PROBLEM DESCRIPTION:
Show every line below where "body" can be found.

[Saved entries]
· · · · · · ·

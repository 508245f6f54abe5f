/// Connection cache tests
///
/// Reuse, reconnect and single-flight behaviour of the store connection cache
/// Run with: cargo test --test connection_cache_tests

use parcel_service::store::memory::MemoryConnector;
use parcel_service::{ConnectionCache, StoreError, StoreSettings};
use std::sync::Arc;
use std::time::Duration;
use tokio_test::assert_ok;

fn cache_over(connector: &Arc<MemoryConnector>) -> Arc<ConnectionCache> {
    Arc::new(ConnectionCache::new(
        connector.clone(),
        Some(StoreSettings::new("admin", "adminpass")),
    ))
}

#[tokio::test]
async fn test_back_to_back_acquires_share_one_connection() {
    let connector = Arc::new(MemoryConnector::new());
    let cache = cache_over(&connector);

    let first = assert_ok!(cache.acquire().await);
    let second = assert_ok!(cache.acquire().await);

    assert!(first.same_session(&second));
    assert_eq!(first.generation(), second.generation());
    assert_eq!(connector.connect_count(), 1);
}

#[tokio::test]
async fn test_failed_probe_triggers_exactly_one_reconnect() {
    let connector = Arc::new(MemoryConnector::new());
    let cache = cache_over(&connector);

    let before = assert_ok!(cache.acquire().await);
    connector.drop_sessions();

    let after = assert_ok!(cache.acquire().await);
    assert!(!before.same_session(&after));
    assert_eq!(after.generation(), before.generation() + 1);
    assert_eq!(connector.connect_count(), 2);

    // The fresh session is healthy and reused from here on.
    let again = assert_ok!(cache.acquire().await);
    assert!(after.same_session(&again));
    assert_eq!(connector.connect_count(), 2);
}

#[tokio::test]
async fn test_reconnected_lease_serves_operations() {
    let connector = Arc::new(MemoryConnector::new());
    let cache = cache_over(&connector);

    let stale = assert_ok!(cache.acquire().await);
    connector.drop_sessions();

    let stale_result = stale
        .parcels()
        .find_one(&parcel_service::store::Filter::All)
        .await;
    assert!(matches!(stale_result, Err(StoreError::Connectivity(_))));

    let fresh = assert_ok!(cache.acquire().await);
    assert!(fresh
        .parcels()
        .find_one(&parcel_service::store::Filter::All)
        .await
        .is_ok());
}

#[tokio::test]
async fn test_cold_start_connects_once_under_concurrency() {
    let connector =
        Arc::new(MemoryConnector::new().connect_delay(Duration::from_millis(50)));
    let cache = cache_over(&connector);

    let mut handles = vec![];
    for _ in 0..16 {
        let cache = Arc::clone(&cache);
        handles.push(tokio::spawn(async move {
            cache.acquire().await.map(|lease| lease.generation())
        }));
    }

    for handle in handles {
        assert_eq!(handle.await.unwrap().unwrap(), 1);
    }
    assert_eq!(connector.connect_count(), 1);
}

#[tokio::test]
async fn test_concurrent_reconnect_after_outage_connects_once() {
    let connector =
        Arc::new(MemoryConnector::new().connect_delay(Duration::from_millis(20)));
    let cache = cache_over(&connector);

    assert_ok!(cache.acquire().await);
    connector.drop_sessions();

    let mut handles = vec![];
    for _ in 0..8 {
        let cache = Arc::clone(&cache);
        handles.push(tokio::spawn(async move { assert_ok!(cache.acquire().await).generation() }));
    }

    for handle in handles {
        assert_eq!(handle.await.unwrap(), 2);
    }
    assert_eq!(connector.connect_count(), 2);
}

#[tokio::test]
async fn test_connectivity_failure_is_surfaced_then_recovers() {
    let connector = Arc::new(MemoryConnector::new());
    let cache = cache_over(&connector);

    connector.refuse_connections(true);
    let err = match cache.acquire().await {
        Err(err) => err,
        Ok(_) => panic!("connect should fail while the store refuses"),
    };
    assert!(err.is_retryable());

    connector.refuse_connections(false);
    assert_ok!(cache.acquire().await);

    let stats = cache.stats().await;
    assert_eq!(stats.connects, 1);
    assert_eq!(stats.current_generation, Some(1));
}

#[tokio::test]
async fn test_missing_credentials_never_connect() {
    let connector = Arc::new(MemoryConnector::new());
    let cache = ConnectionCache::new(connector.clone(), None);

    for _ in 0..3 {
        assert!(matches!(
            cache.acquire().await,
            Err(StoreError::Configuration(_))
        ));
    }
    assert_eq!(connector.connect_count(), 0);
}

#[tokio::test]
async fn test_failed_cold_start_is_shared_by_queued_callers() {
    let connector =
        Arc::new(MemoryConnector::new().connect_delay(Duration::from_millis(100)));
    connector.refuse_connections(true);
    let cache = cache_over(&connector);

    let started = tokio::time::Instant::now();
    let mut handles = vec![];
    for _ in 0..8 {
        let cache = Arc::clone(&cache);
        handles.push(tokio::spawn(async move { cache.acquire().await.err() }));
    }

    for handle in handles {
        let err = handle.await.unwrap().expect("every caller should see the failure");
        assert!(matches!(err, StoreError::Connectivity(_)));
    }

    // One 100ms attempt for everyone, not eight in a row.
    assert!(started.elapsed() < Duration::from_millis(250));
    assert_eq!(connector.connect_attempts(), 1);
    assert_eq!(cache.stats().await.attempts, 1);
}

#[tokio::test]
async fn test_request_after_shared_failure_tries_again() {
    let connector = Arc::new(MemoryConnector::new());
    let cache = cache_over(&connector);

    connector.refuse_connections(true);
    assert!(cache.acquire().await.is_err());
    assert!(cache.acquire().await.is_err());
    assert_eq!(connector.connect_attempts(), 2);

    connector.refuse_connections(false);
    let lease = assert_ok!(cache.acquire().await);
    assert_eq!(lease.generation(), 1);
    assert_eq!(connector.connect_attempts(), 3);
}

#[tokio::test]
async fn test_hanging_probe_times_out_and_reconnects_once() {
    let connector = Arc::new(MemoryConnector::new());
    let settings =
        StoreSettings::new("admin", "adminpass").probe_timeout(Duration::from_millis(20));
    let cache = ConnectionCache::new(connector.clone(), Some(settings));

    let before = assert_ok!(cache.acquire().await);
    connector.stall_pings(Duration::from_millis(500));

    let started = tokio::time::Instant::now();
    let after = assert_ok!(cache.acquire().await);
    assert!(started.elapsed() < Duration::from_millis(400));

    assert!(!before.same_session(&after));
    assert_eq!(after.generation(), before.generation() + 1);
    assert_eq!(connector.connect_count(), 2);

    connector.stall_pings(Duration::ZERO);
    let again = assert_ok!(cache.acquire().await);
    assert!(after.same_session(&again));
    assert_eq!(connector.connect_count(), 2);
}
//! HTTP surface for the parcel service.
//!
//! One router serves every deployment entry point; see [`router::build_router`].

pub mod handlers;
pub mod router;
pub mod state;

use crate::core::StoreError;
use crate::payment::PaymentError;
use axum::Json;
use axum::http::StatusCode;
use axum::response::{IntoResponse, Response};
use serde::Serialize;
use thiserror::Error;
use tracing::{error, warn};

pub use router::build_router;
pub use state::AppState;

#[derive(Debug, Serialize)]
pub struct ErrorResponse {
    pub error: String,
    pub code: String,
    #[serde(rename = "receivedId", skip_serializing_if = "Option::is_none")]
    pub received_id: Option<String>,
}

#[derive(Debug, Error)]
pub enum WebError {
    #[error(transparent)]
    Store(#[from] StoreError),
    #[error("{message}: {received_id:?}")]
    InvalidIdentifier {
        message: String,
        received_id: String,
    },
    #[error("resource not found: {0}")]
    NotFound(String),
    #[error("invalid input: {0}")]
    Input(String),
    #[error(transparent)]
    Payment(#[from] PaymentError),
}

impl WebError {
    pub fn invalid_identifier(message: impl Into<String>, received_id: impl Into<String>) -> Self {
        Self::InvalidIdentifier {
            message: message.into(),
            received_id: received_id.into(),
        }
    }
}

impl IntoResponse for WebError {
    fn into_response(self) -> Response {
        let mut received_id = None;
        let (status, message, code) = match self {
            WebError::Store(StoreError::Configuration(detail)) => {
                warn!(error = %detail, "store not configured");
                (
                    StatusCode::SERVICE_UNAVAILABLE,
                    "database not connected".to_string(),
                    "database_unavailable",
                )
            }
            WebError::Store(StoreError::Validation(msg)) => {
                (StatusCode::BAD_REQUEST, msg, "validation_error")
            }
            WebError::Store(err) => {
                error!(error = %err, "store operation failed");
                (
                    StatusCode::INTERNAL_SERVER_ERROR,
                    "database operation failed".to_string(),
                    "database_error",
                )
            }
            WebError::InvalidIdentifier {
                message,
                received_id: id,
            } => {
                received_id = Some(id);
                (StatusCode::BAD_REQUEST, message, "invalid_id")
            }
            WebError::NotFound(msg) => (StatusCode::NOT_FOUND, msg, "not_found"),
            WebError::Input(msg) => (StatusCode::BAD_REQUEST, msg, "input_error"),
            WebError::Payment(PaymentError::NotConfigured(detail)) => {
                warn!(error = %detail, "payment provider not configured");
                (
                    StatusCode::SERVICE_UNAVAILABLE,
                    "payment provider not configured".to_string(),
                    "payment_unavailable",
                )
            }
            WebError::Payment(PaymentError::InvalidAmount(msg)) => {
                (StatusCode::BAD_REQUEST, msg, "invalid_amount")
            }
            WebError::Payment(PaymentError::Upstream(detail)) => {
                error!(error = %detail, "payment provider request failed");
                (
                    StatusCode::INTERNAL_SERVER_ERROR,
                    "payment provider request failed".to_string(),
                    "payment_error",
                )
            }
            WebError::Payment(PaymentError::InvalidSignature(detail)) => {
                warn!(error = %detail, "webhook signature rejected");
                (
                    StatusCode::BAD_REQUEST,
                    "webhook signature verification failed".to_string(),
                    "invalid_signature",
                )
            }
        };

        let body = Json(ErrorResponse {
            error: message,
            code: code.to_string(),
            received_id,
        });

        (status, body).into_response()
    }
}

pub type Result<T> = std::result::Result<T, WebError>;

· · · · · · ·

EXERCISE ANSWER:
        let body = Json(ErrorResponse {
        (status, body).into_response()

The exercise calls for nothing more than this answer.